Figure 1 shows an example of interconnected devices in a home environment cooperating for the generation of data that would be streamed in support of eHealth applications [15]. All the devices are connected to the home PC for collecting and processing the home signals to extract the care recipient’s context. The primary user interface (UI) device is a large touch screen. An optional smartphone is the secondary UI device, also facilitating the collection of data from consumer devices, such as a wearable activity/sleep monitor (i.e., wearable device) and a sleep monitor. Two other consumer devices may form a Zigbee mesh network for socket sensing and controlling, and a gateway and lamps would be used for lighting controlling. Audiovisual sensing in the living room may be facilitated by the motion sensing input devices as in Figure 1. Medical sensors would be used for monitoring vital body signs, which are connected via Bluetooth in the scenario shown in Figure 1. These are meant to provide data to the patient at given times every day or during exercising at home. The environmental monitoring sensors would communicate via Zigbee radio with custom-packaged sensing modules.

Figure 1.

Cooperation approach to sensing within a home environment.

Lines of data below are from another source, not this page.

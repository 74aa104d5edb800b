#![deny(clippy::unwrap_used)]
#![allow(
    clippy::missing_errors_doc,
    clippy::missing_panics_doc,
    clippy::cast_sign_loss,
    clippy::module_inception,
    clippy::cast_possible_truncation,
    clippy::cast_precision_loss,
    clippy::cast_possible_wrap
)]

pub mod image_source;
pub mod overlay;
pub mod session;
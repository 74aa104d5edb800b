use crate::{InferenceSettings, LoggingSettings, RawSettings};
use serde::Deserialize;
use std::path::{PathBuf, absolute};

#[derive(Debug, Deserialize, Clone)]
pub struct AppSettings {
    pub inference: InferenceSettings,
    pub camera: CameraSettings,
    pub report: ReportSettings,
    pub logging: LoggingSettings,
}

#[derive(Debug, Deserialize, Clone)]
pub struct CameraSettings {
    pub spool_folder: PathBuf,
    pub jpeg_quality: u8,
}

#[derive(Debug, Deserialize, Clone)]
pub struct ReportSettings {
    pub output_folder: PathBuf,
    pub annotate_image: bool,
    pub font_path: Option<PathBuf>,
}

impl TryFrom<RawSettings> for AppSettings {
    type Error = color_eyre::Report;

    fn try_from(raw: RawSettings) -> Result<Self, Self::Error> {
        let camera = CameraSettings {
            spool_folder: absolute(&raw.camera.spool_folder)?,
            jpeg_quality: raw.camera.jpeg_quality.clamp(1, 100),
        };
        let report = ReportSettings {
            output_folder: absolute(&raw.report.output_folder)?,
            annotate_image: raw.report.annotate_image,
            font_path: raw.report.font_path.map(absolute).transpose()?,
        };

        Ok(Self {
            inference: raw.inference,
            camera,
            report,
            logging: raw.logging,
        })
    }
}

impl InferenceSettings {
    /// Full url for an endpoint relative to `base_url`.
    pub fn endpoint_url(&self, endpoint: &str) -> Result<url::Url, url::ParseError> {
        let mut base = self.base_url.clone();
        if !base.path().ends_with('/') {
            base.set_path(&format!("{}/", base.path()));
        }
        base.join(endpoint.trim_start_matches('/'))
    }
}
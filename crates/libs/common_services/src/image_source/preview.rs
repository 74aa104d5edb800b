use base64::{Engine as _, engine::general_purpose};
use bytes::Bytes;
use std::collections::HashMap;
use std::fmt;
use std::sync::{Arc, Mutex, PoisonError, Weak};
use tracing::trace;
use uuid::Uuid;

type Entries = Mutex<HashMap<Uuid, PreviewEntry>>;

struct PreviewEntry {
    bytes: Bytes,
    mime_type: String,
}

/// In-memory store behind preview urls, the equivalent of a page's object urls.
#[derive(Clone, Default)]
pub struct PreviewRegistry {
    entries: Arc<Entries>,
}

/// Handle to one displayable image. Not `Clone`: whoever holds it owns the
/// image, and dropping it releases the bytes.
pub struct PreviewUrl {
    id: Uuid,
    entries: Weak<Entries>,
}

impl PreviewRegistry {
    #[must_use]
    pub fn new() -> Self {
        Self::default()
    }

    pub fn create(&self, bytes: Bytes, mime_type: impl Into<String>) -> PreviewUrl {
        let id = Uuid::new_v4();
        self.lock().insert(
            id,
            PreviewEntry {
                bytes,
                mime_type: mime_type.into(),
            },
        );
        trace!(%id, "Preview created");
        PreviewUrl {
            id,
            entries: Arc::downgrade(&self.entries),
        }
    }

    /// Bytes and mime type behind a preview, if it is still live.
    #[must_use]
    pub fn resolve(&self, url: &PreviewUrl) -> Option<(Bytes, String)> {
        self.lock()
            .get(&url.id)
            .map(|e| (e.bytes.clone(), e.mime_type.clone()))
    }

    /// Self-contained `data:` url for embedding the preview in a document.
    #[must_use]
    pub fn data_url(&self, url: &PreviewUrl) -> Option<String> {
        self.resolve(url).map(|(bytes, mime_type)| {
            let b64 = general_purpose::STANDARD.encode(&bytes);
            format!("data:{mime_type};base64,{b64}")
        })
    }

    /// Number of previews that have not been released yet.
    #[must_use]
    pub fn live_count(&self) -> usize {
        self.lock().len()
    }

    fn lock(&self) -> std::sync::MutexGuard<'_, HashMap<Uuid, PreviewEntry>> {
        self.entries.lock().unwrap_or_else(PoisonError::into_inner)
    }
}

impl PreviewUrl {
    #[must_use]
    pub fn as_string(&self) -> String {
        self.to_string()
    }
}

impl fmt::Display for PreviewUrl {
    fn fmt(&self, f: &mut fmt::Formatter<'_>) -> fmt::Result {
        write!(f, "blob:inspector/{}", self.id)
    }
}

impl fmt::Debug for PreviewUrl {
    fn fmt(&self, f: &mut fmt::Formatter<'_>) -> fmt::Result {
        f.debug_tuple("PreviewUrl").field(&self.id).finish()
    }
}

impl Drop for PreviewUrl {
    fn drop(&mut self) {
        if let Some(entries) = self.entries.upgrade() {
            entries
                .lock()
                .unwrap_or_else(PoisonError::into_inner)
                .remove(&self.id);
            trace!(id = %self.id, "Preview released");
        }
    }
}
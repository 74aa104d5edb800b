use inference_client::{FailureKind, InferenceError};
use serde::Serialize;

/// Why the latest analysis failed. Network and protocol failures look the same
/// to the user; the kind is kept for logs.
#[derive(Debug, Clone, PartialEq, Eq, Serialize)]
pub struct AnalysisFailure {
    pub kind: FailureKind,
    pub message: String,
}

impl From<&InferenceError> for AnalysisFailure {
    fn from(error: &InferenceError) -> Self {
        Self {
            kind: error.kind(),
            message: error.to_string(),
        }
    }
}
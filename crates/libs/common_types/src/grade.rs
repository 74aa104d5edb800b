use serde::{Deserialize, Serialize};
use std::fmt;

/// Severity bucket for a detection's confidence.
#[derive(Debug, Deserialize, Serialize, Clone, Copy, PartialEq, Eq, Hash)]
#[serde(rename_all = "lowercase")]
pub enum ConfidenceGrade {
    High,
    Medium,
    Low,
}

impl ConfidenceGrade {
    pub const HIGH_THRESHOLD: f64 = 0.75;
    pub const MEDIUM_THRESHOLD: f64 = 0.5;

    /// Both thresholds are inclusive. NaN grades as low.
    #[must_use]
    pub fn from_confidence(confidence: f64) -> Self {
        if confidence >= Self::HIGH_THRESHOLD {
            Self::High
        } else if confidence >= Self::MEDIUM_THRESHOLD {
            Self::Medium
        } else {
            Self::Low
        }
    }

    #[must_use]
    pub const fn as_str(self) -> &'static str {
        match self {
            Self::High => "high",
            Self::Medium => "medium",
            Self::Low => "low",
        }
    }
}

impl fmt::Display for ConfidenceGrade {
    fn fmt(&self, f: &mut fmt::Formatter<'_>) -> fmt::Result {
        f.write_str(self.as_str())
    }
}
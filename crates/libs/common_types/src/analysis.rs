use crate::Detection;
use bon::bon;
use serde::{Deserialize, Serialize};

/// The resolved outcome of one analysis request.
#[derive(Debug, Deserialize, Serialize, Clone, PartialEq)]
pub struct AnalysisResult {
    pub detections: Vec<Detection>,
    /// Pixel size of the image as the detector saw it. May differ from the
    /// preview's natural size when the server resizes.
    pub original_width: u32,
    pub original_height: u32,
    pub is_faulty: bool,
    pub missing_components: Vec<String>,
}

#[bon]
impl AnalysisResult {
    /// Without an explicit `is_faulty` flag, the result is faulty iff there is
    /// at least one detection.
    #[builder]
    #[must_use]
    pub fn new(
        detections: Vec<Detection>,
        original_width: u32,
        original_height: u32,
        is_faulty: Option<bool>,
        #[builder(default)] missing_components: Vec<String>,
    ) -> Self {
        let is_faulty = is_faulty.unwrap_or(!detections.is_empty());
        Self {
            detections,
            original_width,
            original_height,
            is_faulty,
            missing_components,
        }
    }

    #[must_use]
    pub fn fault_count(&self) -> usize {
        self.detections.len()
    }

    /// Detections that carry a bounding box.
    pub fn localized(&self) -> impl Iterator<Item = &Detection> {
        self.detections.iter().filter(|d| d.bbox.is_some())
    }
}

#[cfg(test)]
mod tests {
    use super::*;
    use crate::BoundingBox;

    #[test]
    fn test_is_faulty_derived_from_detections() {
        let empty = AnalysisResult::builder()
            .detections(vec![])
            .original_width(10)
            .original_height(10)
            .build();
        assert!(!empty.is_faulty);

        let one = AnalysisResult::builder()
            .detections(vec![Detection::new("Cap1", 0.9, None)])
            .original_width(10)
            .original_height(10)
            .build();
        assert!(one.is_faulty);
    }

    #[test]
    fn test_explicit_flag_wins() {
        let result = AnalysisResult::builder()
            .detections(vec![])
            .original_width(10)
            .original_height(10)
            .is_faulty(true)
            .missing_components(vec!["MOSFET".to_string()])
            .build();
        assert!(result.is_faulty);
        assert_eq!(result.missing_components, vec!["MOSFET"]);
    }

    #[test]
    fn test_localized_skips_image_level_labels() {
        let result = AnalysisResult::builder()
            .detections(vec![
                Detection::new("whole-board", 0.6, None),
                Detection::new("short", 0.8, Some(BoundingBox::new(1.0, 1.0, 2.0, 2.0))),
            ])
            .original_width(10)
            .original_height(10)
            .build();
        let labels: Vec<_> = result.localized().map(|d| d.label.as_str()).collect();
        assert_eq!(labels, vec!["short"]);
        assert_eq!(result.fault_count(), 2);
    }
}
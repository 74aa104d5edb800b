use thiserror::Error;

#[derive(Error, Debug)]
pub enum RenderError {
    #[error("Failed to decode or encode image: {0}")]
    Image(#[from] image::ImageError),
    #[error("Failed to load font: {0}")]
    Font(#[from] ab_glyph::InvalidFont),
    #[error("I/O error: {0}")]
    Io(#[from] std::io::Error),
}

The cooperation scenario shown in Figure 1 has been implemented as part of an eHealth platform developed in [15], and the data collected by the devices shown would be quite diverse requiring different approaches to their processing. On the one hand, there are the data extracted from the environmental signals to model the expected sensor values and understand deviations from those. Much more elaborate processing would be needed to distinguish the heart and lung signals obtained through the stethoscope and to measure the metadata related to these two organs. On the other hand, there are data associated with the voice commands (handled by the Kinect software) and face tracking and analytics. An enhanced face tracking system based on Kalman filters would also boost the processing speed performance, regardless of the visual complexity of the scenario, which could be critical in an eHealth-related scenario [16].

All the sensors in the scenario of Figure 1 are cooperating in order to transfer their data to the cloud. Because of the bulkiness of some of the collected data, they would be processed locally by different algorithms implemented in a device gateway [17]. The resulting metadata would be indexed in a local database, from which they would be streamed via a remote proxy to the cloud. This process is shown in Figure 2.

Figure 2.

Cooperation of sensing devices for information processing.

In order to deliver personalized applications, cooperation is required between the IoT sensing environment and the data management environment (i.e., the cloud) to guarantee the quality, security, capacity, and reliability of information exchange, which would be sent via proper interfaces to the cloud environment. Within the cloud, algorithms will cooperate in order to extract meaningful information from the collected data and relate it to a particular user and use case. An example of a key requirement to a successful cooperation in the above context relates to trust when collecting and storing the data.

1.2. Cooperation and interoperability

An interconnected IoT world implies diversity and innovation, both in terms of devices, applications, technologies, and user needs. Different from the single-purpose wireless system standards, the wireless technologies delivering human-centric services have the hard task of operating an ever-growing number of heterogeneous networked devices that can communicate with each other or with people or robots for satisfying very dynamic and high-level user expectations. There are still no interoperability standards in place, although international standardization bodies, such as the International Telecommunication Union (ITU) [17] and the European Telecommunications Standards Institute (ETSI) [18], have dedicated an effort within the areas of the various study and working groups. Due to the multitude of stakeholders within an IoT scenario, to reach the potential for advancements in the area would only be possible through standards that facilitate interoperability among systems and devices, provide unqualified privacy and security, address the unique needs of the developing world, and leverage existing ubiquitous technologies such as social media applications and mobile devices.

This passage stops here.